The bond also fund $13.7 million to replace windows, doors and other parts of building exteriors, $6.5 million for full roof replacements at Drum Rock, Holliman, Scott, Warwick Neck and Winman schools, $3.7 in site work such as sidewalks, $2.6 million in electrical upgrades, $2.3 million for asbestos abatement at Winman Middle School and $204,000 in plumbing upgrades.
Back to the (online) classroom Vicki Venditelli and Kelly Harrington, both math teachers at Pilgrim High School, are setting up classrooms that no student will enter for at least a month.
Both of them aim to teach from their classrooms during distance learning, even if their students are learning from home. They aren’t the only ones. Although teachers aren’t required to teach from the classroom, many elementary, middle and high school teachers believe there is a benefit to teaching in an empty classroom.
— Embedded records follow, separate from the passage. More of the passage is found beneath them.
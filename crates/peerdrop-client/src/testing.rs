//! In-process stand-in for the signaling hub.
//!
//! Every agent is placed in one shared room; relayed messages are stamped
//! with the sender and routed by `targetId`, like the real hub does.

use std::collections::{HashMap, HashSet};
use std::sync::{Arc, Mutex};
use std::time::Duration;

use async_trait::async_trait;
use tokio::sync::mpsc;

use peerdrop_shared::protocol::JoinPayload;
use peerdrop_shared::{Envelope, MessageType, PeerInfo};

use crate::error::SignalingError;
use crate::signaling::{Connector, Link};

struct Client {
    conn: u64,
    tx: mpsc::UnboundedSender<String>,
    info: Option<PeerInfo>,
}

#[derive(Default)]
struct Board {
    clients: HashMap<String, Client>,
    offline: HashSet<String>,
    attempts: HashMap<String, usize>,
    sent: HashMap<String, Vec<Envelope>>,
    next_conn: u64,
}

impl Board {
    fn deliver(&self, to: &str, env: &Envelope) {
        if let (Some(client), Ok(text)) = (self.clients.get(to), env.encode()) {
            let _ = client.tx.send(text);
        }
    }

    fn joined_others(&self, exclude: &str) -> Vec<PeerInfo> {
        self.clients
            .iter()
            .filter(|(id, _)| id.as_str() != exclude)
            .filter_map(|(_, c)| c.info.clone())
            .collect()
    }

    fn handle(&mut self, id: &str, text: &str) {
        let Ok(mut env) = Envelope::decode(text) else {
            return;
        };
        self.sent.entry(id.to_string()).or_default().push(env.clone());

        match env.kind {
            MessageType::Join => {
                let Ok(join) = env.payload_as::<JoinPayload>() else {
                    return;
                };
                let info = PeerInfo {
                    id: id.to_string(),
                    name: join.name,
                    platform: join.platform,
                };
                if let Some(client) = self.clients.get_mut(id) {
                    client.info = Some(info.clone());
                }
                if let Ok(peers) = Envelope::peers(self.joined_others(id)) {
                    self.deliver(id, &peers);
                }
                if let Ok(joined) = Envelope::peer_joined(info) {
                    for other in self.joined_others(id) {
                        self.deliver(&other.id, &joined);
                    }
                }
            }
            MessageType::Ping => self.deliver(id, &Envelope::pong()),
            kind if kind.is_relayed() => {
                let Some(target) = env.target_id.clone() else {
                    return;
                };
                env.peer_id = Some(id.to_string());
                self.deliver(&target, &env);
            }
            _ => {}
        }
    }

    fn remove(&mut self, id: &str, conn: u64) {
        let current = self.clients.get(id).map(|c| c.conn);
        if current != Some(conn) {
            return;
        }
        self.clients.remove(id);
        if let Ok(left) = Envelope::peer_left(id) {
            for other in self.joined_others(id) {
                self.deliver(&other.id, &left);
            }
        }
    }
}

#[derive(Clone, Default)]
pub struct Switchboard {
    inner: Arc<Mutex<Board>>,
}

impl Switchboard {
    pub fn new() -> Self {
        Self::default()
    }

    /// Connector that registers as session `id` on every connect.
    pub fn connector(&self, id: &str) -> Arc<dyn Connector> {
        Arc::new(SwitchConnector {
            id: id.to_string(),
            board: self.clone(),
        })
    }

    pub fn set_offline(&self, id: &str, offline: bool) {
        let mut board = self.inner.lock().unwrap();
        if offline {
            board.offline.insert(id.to_string());
        } else {
            board.offline.remove(id);
        }
    }

    /// Drop the session's current link from the hub side.
    pub fn kick(&self, id: &str) {
        let mut board = self.inner.lock().unwrap();
        if let Some(client) = board.clients.get(id) {
            let conn = client.conn;
            board.remove(id, conn);
        }
    }

    pub fn connect_attempts(&self, id: &str) -> usize {
        self.inner.lock().unwrap().attempts.get(id).copied().unwrap_or(0)
    }

    /// Every envelope `id` has sent, across all of its connections.
    pub fn sent_by(&self, id: &str) -> Vec<Envelope> {
        self.inner.lock().unwrap().sent.get(id).cloned().unwrap_or_default()
    }

    pub fn sent_of(&self, id: &str, kind: MessageType) -> Vec<Envelope> {
        self.sent_by(id).into_iter().filter(|e| e.kind == kind).collect()
    }

    pub async fn wait_joined(&self, id: &str) {
        tokio::time::timeout(Duration::from_secs(5), async {
            loop {
                let joined = self
                    .inner
                    .lock()
                    .unwrap()
                    .clients
                    .get(id)
                    .is_some_and(|c| c.info.is_some());
                if joined {
                    return;
                }
                tokio::time::sleep(Duration::from_millis(2)).await;
            }
        })
        .await
        .expect("peer never joined");
    }
}

struct SwitchConnector {
    id: String,
    board: Switchboard,
}

#[async_trait]
impl Connector for SwitchConnector {
    async fn connect(&self) -> Result<Link, SignalingError> {
        let (in_tx, in_rx) = mpsc::unbounded_channel();
        let (out_tx, mut out_rx) = mpsc::unbounded_channel::<String>();

        let conn = {
            let mut board = self.board.inner.lock().unwrap();
            *board.attempts.entry(self.id.clone()).or_default() += 1;
            if board.offline.contains(&self.id) {
                return Err(SignalingError::Connect("offline".into()));
            }
            board.next_conn += 1;
            let conn = board.next_conn;
            board.clients.insert(
                self.id.clone(),
                Client {
                    conn,
                    tx: in_tx,
                    info: None,
                },
            );
            conn
        };

        let id = self.id.clone();
        let board = self.board.clone();
        tokio::spawn(async move {
            while let Some(text) = out_rx.recv().await {
                board.inner.lock().unwrap().handle(&id, &text);
            }
            board.inner.lock().unwrap().remove(&id, conn);
        });

        Ok(Link {
            tx: out_tx,
            rx: in_rx,
        })
    }
}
“I think if there's some of us here we can collaborate a little bit more,” Harrington explained. “It's nice to have people to talk to about what you're doing and how to do it.”
Yet many teachers are concerned if a full in-person reopening occurs, as requested by the governor. Both Venditelli and Harrington said they would still teach in person, but voiced safety and distancing concerns similar to those on the administrative level.
“Look at how tight my desks are together right now,” Venditelli said, gesturing at an empty classroom. “If the governor wants full 100% in-person learning, that's 25 desks.”
“And we can’t pull that off because we have nowhere to store them,” Pilgrim High School Principal Gerald Habershaw adds.
Although Venditelli said that distance learning is the safest option right now, students’ academic performances vastly differ.
“I had some kids that turned a positive corner, being at home and feeling more comfortable reaching out to me through emails, instead of in person asking me for help,” Venditelli said. “I feel like there were some kids who went the other way, they just couldn't get themselves into the routine at home and they fell off a little bit. But I did feel very positive about a few kids that were reaching out for help and working with them a lot more because it was more one on one.”
Habershaw worried that new students may have trouble adjusting to distance learning without preestablished connections too.
“The most difficult part of it is not getting to know the kids face to face,” Habershaw said. “So if you're going to try and do it virtually, we don't know the freshmen. So getting to know them virtually and not in person is going to be more difficult. That's why last year when we left in March, we knew the kids because we established a relationship. Now we don't have that, so that's going to be the biggest concern.”
Students agreed that distance learning was not ideal, but generally understood why they had to continue it this year.
“It's not really the same as getting an education in class but it's all we can do to be safe,” Pilgrim High School sophomore Lily Soars said. She and other members of her class were scheduled to pick up their textbooks Wednesday morning.
Beyond education, many students miss the socialization and activities that come from in-person classes.
“Hopefully we’ll be done with [distance learning] by March or April so we can go back in-person and see our friends,” Emma Spolidoro, another sophomore at Pilgrim High School said.
Spolidoro, who is on the school’s swim team, hopes that sports will return too.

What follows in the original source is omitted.